KEYİFLİ UĞRAŞ ALANLARI

“Ben 36 yaşında tenise başladım. 40 yaşında maraton koştum. 48 yaşında AFAD’da (Adana Fotoğraf Amatörleri Derneği) fotoğraf temel eğitimine başladım. Bugün, yüzlerce uluslararası ödülleri olan, ülkemizi Türkiye Fotoğraf Milli Takımı’nda temsil eden, uluslararası yarışmalarda jürilik yapan bir fotoğraf sanatçısı oldum. Yani, hiçbir şey için geç değildir. Ne hayatınızı değiştirmek için ne de mutlu olmak için… Şems-i Tebrizi’nin çok beğendiğim bir sözü var; ‘Bir şey yap, güzel olsun. Çok mu zor? O vakit güzel bir şey söyle. Dilin mi dönmüyor? Güzel bir şey gör veya yaz. Beceremez misin? Öyleyse güzel bir şeye başla. Ama hep güzel şeyler olsun. Çünkü her insan ölecek yaşta.’ … Ben de bu yoğunluktan kurtulup kafamı dinlemek için kendimi doğaya vuruyorum. Bu sayede bazen Adana’da, bazen Türkiye’nin çeşitli yörelerinde doğal güzelliklere yönelik geziler yapıyorum. Fotoğrafın bana sağladığı en önemli güzelliklerden biri; hayata fotografik bakıyorum. Gittiğim yerleri fotoğraflayarak oralardaki güzellikleri dostlarımla ve fotoğraf severlerle paylaşmış oluyorum.”

BAHANEYE YER YOK

“İnsanların birçoğu bahanelere sığınıyor… Erken kalkılır mı? Bir pazarım var, uyuyacağım gibi birçok bahane. Ama İstiklal Marşı Şairimiz Merhum Mehmet Akif Ersoy’un dediği gibi; ‘Bazıları gayret eder, bazıları hayret eder.’… Bana çok soruyorlar, bu kadar şeye nasıl vakit buluyorsun hayret ediyorum, diye. Zamanı iyi kullanıp sevdiğiniz şeylere vakit ayırınca her şey kolaylıkla oluyor. Belki çoğunlukla erken kalkıyorsunuz, yoruluyorsunuz ama gayret etmeden olmuyor. Sevmek katlanmaktır, seviyorsanız katlanıyorsunuz.

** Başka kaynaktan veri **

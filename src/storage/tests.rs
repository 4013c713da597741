use super::*;
use crate::constants::BLOCK_SIZE;
use crate::peer::Bitfield;
use sha1::{Digest, Sha1};
use tempfile::TempDir;

fn sha1(data: &[u8]) -> [u8; 20] {
    let mut out = [0u8; 20];
    out.copy_from_slice(&Sha1::digest(data));
    out
}

fn pattern(len: usize) -> Vec<u8> {
    (0..len).map(|i| (i * 7 % 251) as u8).collect()
}

/// Layout over `data` split into the given files, with real piece hashes.
fn layout_for(data: &[u8], files: &[(&str, u64)], piece_length: u64) -> StorageLayout {
    let hashes = data.chunks(piece_length as usize).map(sha1).collect();
    let files = files
        .iter()
        .map(|&(path, length)| FileEntry::new(path, length))
        .collect();
    StorageLayout::new(files, piece_length, hashes).unwrap()
}

#[test]
fn test_locate_maps_every_offset() {
    let lengths = [3u64, 0, 10, 7, 1];
    let total: u64 = lengths.iter().sum();
    let files = lengths
        .iter()
        .enumerate()
        .map(|(i, &len)| FileEntry::new(format!("f{i}"), len))
        .collect();
    let piece_length = 4;
    let layout = StorageLayout::new(files, piece_length, vec![[0; 20]; 6]).unwrap();

    for offset in 0..total {
        let index = (offset / piece_length) as u32;
        let (file, file_offset) = layout.locate(index, offset % piece_length).unwrap();
        let before: u64 = lengths[..file].iter().sum();
        assert!(file_offset < lengths[file], "offset {offset}");
        assert_eq!(before + file_offset, offset);
    }
    assert_eq!(layout.locate(5, 1), None);
}

#[test]
fn test_spans_cross_file_boundaries() {
    let files = vec![
        FileEntry::new("a", 5),
        FileEntry::new("empty", 0),
        FileEntry::new("b", 3),
        FileEntry::new("c", 8),
    ];
    let layout = StorageLayout::new(files, 10, vec![[0; 20]; 2]).unwrap();

    let spans = layout.spans(0, 3, 7).unwrap();
    assert_eq!(
        spans,
        vec![
            FileSpan {
                file_index: 0,
                file_offset: 3,
                length: 2
            },
            FileSpan {
                file_index: 2,
                file_offset: 0,
                length: 3
            },
            FileSpan {
                file_index: 3,
                file_offset: 0,
                length: 2
            },
        ]
    );

    assert_eq!(layout.piece_size(1), Some(6));
    assert!(matches!(
        layout.spans(1, 4, 3),
        Err(StorageError::InvalidBlock { piece: 1, .. })
    ));
    assert!(matches!(
        layout.spans(2, 0, 1),
        Err(StorageError::InvalidPieceIndex(2))
    ));
}

#[test]
fn test_layout_rejects_bad_input() {
    assert!(matches!(
        StorageLayout::single_file("../escape", 10, 10, vec![[0; 20]]),
        Err(StorageError::PathTraversal(_))
    ));
    assert!(matches!(
        StorageLayout::single_file("/abs", 10, 10, vec![[0; 20]]),
        Err(StorageError::PathTraversal(_))
    ));
    assert!(matches!(
        StorageLayout::single_file("ok", 10, 4, vec![[0; 20]; 2]),
        Err(StorageError::InvalidLayout(_))
    ));
    assert!(matches!(
        StorageLayout::single_file("ok", 10, 0, vec![]),
        Err(StorageError::InvalidLayout(_))
    ));
}

#[tokio::test]
async fn test_write_read_verify_multifile() {
    let temp = TempDir::new().unwrap();
    let data = pattern(100);
    let layout = layout_for(&data, &[("dir/one", 30), ("two", 45), ("dir/sub/three", 25)], 32);
    let storage = PieceStorage::new(temp.path(), layout, true);

    assert_eq!(storage.data_left(), 100);
    for index in 0..4u32 {
        let start = index as usize * 32;
        let end = (start + 32).min(100);
        storage.write(index, 0, &data[start..end]).await.unwrap();
    }
    assert_eq!(storage.data_left(), 100);

    for index in 0..4 {
        assert!(storage.verify(index).await.unwrap());
    }
    assert!(storage.is_complete());
    assert_eq!(storage.data_left(), 0);

    let block = storage.read(0, 28, 4).await.unwrap();
    assert_eq!(block.as_ref(), &data[28..32]);

    let on_disk = std::fs::read(temp.path().join("two")).unwrap();
    assert_eq!(on_disk, &data[30..75]);
}

#[tokio::test]
async fn test_flipped_byte_fails_verification() {
    let temp = TempDir::new().unwrap();
    let data = pattern(64);
    let layout = layout_for(&data, &[("file", 64)], 32);
    let storage = PieceStorage::new(temp.path(), layout, true);

    storage.write(0, 0, &data[..32]).await.unwrap();
    assert!(storage.verify(0).await.unwrap());
    assert!(storage.has_piece(0));

    storage.write(0, 5, &[data[5] ^ 0x01]).await.unwrap();
    assert!(!storage.verify(0).await.unwrap());
    assert!(!storage.has_piece(0));
    assert_eq!(storage.data_left(), 64);
}

#[tokio::test]
async fn test_missing_file_without_create() {
    let temp = TempDir::new().unwrap();
    let data = pattern(40);
    let layout = layout_for(&data, &[("absent", 40)], 20);
    let storage = PieceStorage::new(temp.path(), layout, false);

    assert!(matches!(
        storage.write(0, 0, &data[..20]).await,
        Err(StorageError::FileMissing(_))
    ));
    assert!(matches!(
        storage.read(0, 0, 20).await,
        Err(StorageError::FileMissing(_))
    ));
    assert!(!storage.verify(0).await.unwrap());
    assert!(!temp.path().join("absent").exists());
}

#[tokio::test]
async fn test_reads_never_create() {
    let temp = TempDir::new().unwrap();
    let data = pattern(40);
    let layout = layout_for(&data, &[("lazy", 40)], 20);
    let storage = PieceStorage::new(temp.path(), layout, true);

    assert!(storage.read(1, 0, 20).await.is_err());
    assert!(!temp.path().join("lazy").exists());

    storage.write(1, 0, &data[20..]).await.unwrap();
    let meta = std::fs::metadata(temp.path().join("lazy")).unwrap();
    assert_eq!(meta.len(), 40);
}

#[tokio::test]
async fn test_open_finds_existing_pieces() {
    let temp = TempDir::new().unwrap();
    let data = pattern(50);
    let mut partial = data.clone();
    partial[45] ^= 0xFF;
    std::fs::write(temp.path().join("seed"), &partial).unwrap();

    let layout = layout_for(&data, &[("seed", 50)], 16);
    let storage = PieceStorage::open(temp.path(), layout, false).await;

    let have = storage.bitfield();
    assert_eq!(have.iter_set().collect::<Vec<_>>(), vec![0, 1, 3]);
    assert_eq!(storage.data_left(), 16);
}

#[tokio::test]
async fn test_short_file_is_unverified() {
    let temp = TempDir::new().unwrap();
    let data = pattern(50);
    std::fs::write(temp.path().join("short"), &data[..20]).unwrap();

    let layout = layout_for(&data, &[("short", 50)], 16);
    let storage = PieceStorage::new(temp.path(), layout, false);
    assert!(storage.verify(0).await.unwrap());
    assert!(!storage.verify(1).await.unwrap());
}

#[test]
fn test_progress_blocks() {
    let piece_length = BLOCK_SIZE as u64 * 2;
    let total = piece_length + 100;
    let layout = StorageLayout::single_file("p", total, piece_length, vec![[0; 20]; 2]).unwrap();
    let mut have = Bitfield::new(2);
    have.set(0);
    let mut progress = PieceProgress::new(&layout, &have);

    assert_eq!(progress.block_count(0), 2);
    assert_eq!(progress.block_count(1), 1);
    assert_eq!(progress.block_length(1, 0), Some(100));
    assert_eq!(progress.block_length(0, BLOCK_SIZE), Some(BLOCK_SIZE));
    assert_eq!(progress.block_length(0, 1), None);
    assert_eq!(progress.block_length(1, BLOCK_SIZE), None);

    assert_eq!(progress.mark(0, 0), Some(BlockMark::Duplicate));
    assert_eq!(progress.missing(1), vec![(0, 100)]);
    assert_eq!(progress.mark(1, 0), Some(BlockMark::PieceFull));
    assert_eq!(progress.mark(1, 0), Some(BlockMark::Duplicate));
    assert_eq!(progress.mark(1, 7), None);

    progress.reset(0);
    assert!(!progress.is_done(0, 0));
    assert_eq!(progress.mark(0, BLOCK_SIZE), Some(BlockMark::Added));
    assert_eq!(progress.missing(0), vec![(0, BLOCK_SIZE)]);
}
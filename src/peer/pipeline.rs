use std::collections::VecDeque;

use crate::constants::{MIN_PIPELINE_WINDOW, PIPELINE_BYTES_PER_SLOT};

/// A block request as it appears on the wire.
#[derive(Debug, Clone, Copy, PartialEq, Eq, Hash)]
pub struct BlockRequest {
    pub index: u32,
    pub begin: u32,
    pub length: u32,
}

impl BlockRequest {
    pub fn new(index: u32, begin: u32, length: u32) -> Self {
        Self {
            index,
            begin,
            length,
        }
    }
}

/// Result of removing a request from the in-flight set.
#[derive(Debug, Clone, PartialEq, Eq)]
pub struct Completion {
    pub request: BlockRequest,
    /// Queued requests moved into the freed capacity; send these now.
    pub promoted: Vec<BlockRequest>,
}

#[derive(Debug, Clone, PartialEq, Eq)]
pub enum Cancelled {
    /// The request was in flight; treated as a completion.
    InFlight(Completion),
    /// The request was still queued and never sent.
    Queued,
    NotFound,
}

/// Adaptive window of outstanding block requests for one connection.
///
/// Requests beyond the window wait in a FIFO queue and are promoted in
/// arrival order as in-flight requests complete. Every method that can free
/// capacity returns the requests that should now go out on the wire.
#[derive(Debug, Clone)]
pub struct RequestPipeline {
    pending: Vec<BlockRequest>,
    queue: VecDeque<BlockRequest>,
    window: usize,
}

impl Default for RequestPipeline {
    fn default() -> Self {
        Self::new()
    }
}

impl RequestPipeline {
    pub fn new() -> Self {
        Self {
            pending: Vec::new(),
            queue: VecDeque::new(),
            window: MIN_PIPELINE_WINDOW,
        }
    }

    pub fn window(&self) -> usize {
        self.window
    }

    /// In-flight requests, oldest first.
    pub fn pending(&self) -> &[BlockRequest] {
        &self.pending
    }

    pub fn queued(&self) -> impl Iterator<Item = &BlockRequest> {
        self.queue.iter()
    }

    /// In-flight plus queued.
    pub fn len(&self) -> usize {
        self.pending.len() + self.queue.len()
    }

    pub fn is_empty(&self) -> bool {
        self.pending.is_empty() && self.queue.is_empty()
    }

    pub fn contains(&self, request: &BlockRequest) -> bool {
        self.pending.contains(request) || self.queue.contains(request)
    }

    /// Adds a request. Returns it back if it should be sent immediately,
    /// `None` if it was queued.
    pub fn push(&mut self, request: BlockRequest) -> Option<BlockRequest> {
        if self.pending.len() < self.window {
            self.pending.push(request);
            Some(request)
        } else {
            self.queue.push_back(request);
            None
        }
    }

    /// Marks the in-flight request at `(index, begin)` as answered.
    pub fn complete(&mut self, index: u32, begin: u32) -> Option<Completion> {
        let pos = self
            .pending
            .iter()
            .position(|r| r.index == index && r.begin == begin)?;
        let request = self.pending.remove(pos);
        Some(Completion {
            request,
            promoted: self.flush(),
        })
    }

    /// Withdraws a request, matching the exact triple.
    pub fn cancel(&mut self, request: &BlockRequest) -> Cancelled {
        if self.pending.contains(request) {
            return match self.complete(request.index, request.begin) {
                Some(completion) => Cancelled::InFlight(completion),
                None => Cancelled::NotFound,
            };
        }
        match self.queue.iter().position(|r| r == request) {
            Some(pos) => {
                self.queue.remove(pos);
                Cancelled::Queued
            }
            None => Cancelled::NotFound,
        }
    }

    /// Sets the window (never below the minimum) and returns the queued
    /// requests that now fit.
    pub fn resize(&mut self, window: usize) -> Vec<BlockRequest> {
        self.window = window.max(MIN_PIPELINE_WINDOW);
        self.flush()
    }

    /// Sizes the window from an observed download rate in bytes per second.
    pub fn resize_for_rate(&mut self, down_per_sec: u64) -> Vec<BlockRequest> {
        let extra = (down_per_sec / PIPELINE_BYTES_PER_SLOT) as usize;
        self.resize(MIN_PIPELINE_WINDOW + extra)
    }

    /// Empties the pipeline, returning everything that was in it.
    pub fn clear(&mut self) -> Vec<BlockRequest> {
        let mut all: Vec<_> = self.pending.drain(..).collect();
        all.extend(self.queue.drain(..));
        all
    }

    fn flush(&mut self) -> Vec<BlockRequest> {
        let mut promoted = Vec::new();
        while self.pending.len() < self.window {
            let Some(next) = self.queue.pop_front() else {
                break;
            };
            self.pending.push(next);
            promoted.push(next);
        }
        promoted
    }
}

Sizlere doğaya kaçışlarımdan örnekler sunacağım. Size önerim yeni şeylere kapınızı açık tutun, deneyin, pes etmeyin. Muhammed Ali’nin bir sözü ile noktalayayım; ‘Yorulduğunuzda dinlenmeyi öğrenin, bırakmayı değil.’ Ben doğada olduğumda dinleniyorum. Huzur buluyorum. Pazartesi işime yeni ve güzel bir enerjiyle başlıyorum. Sizlere de tavsiye ediyorum.”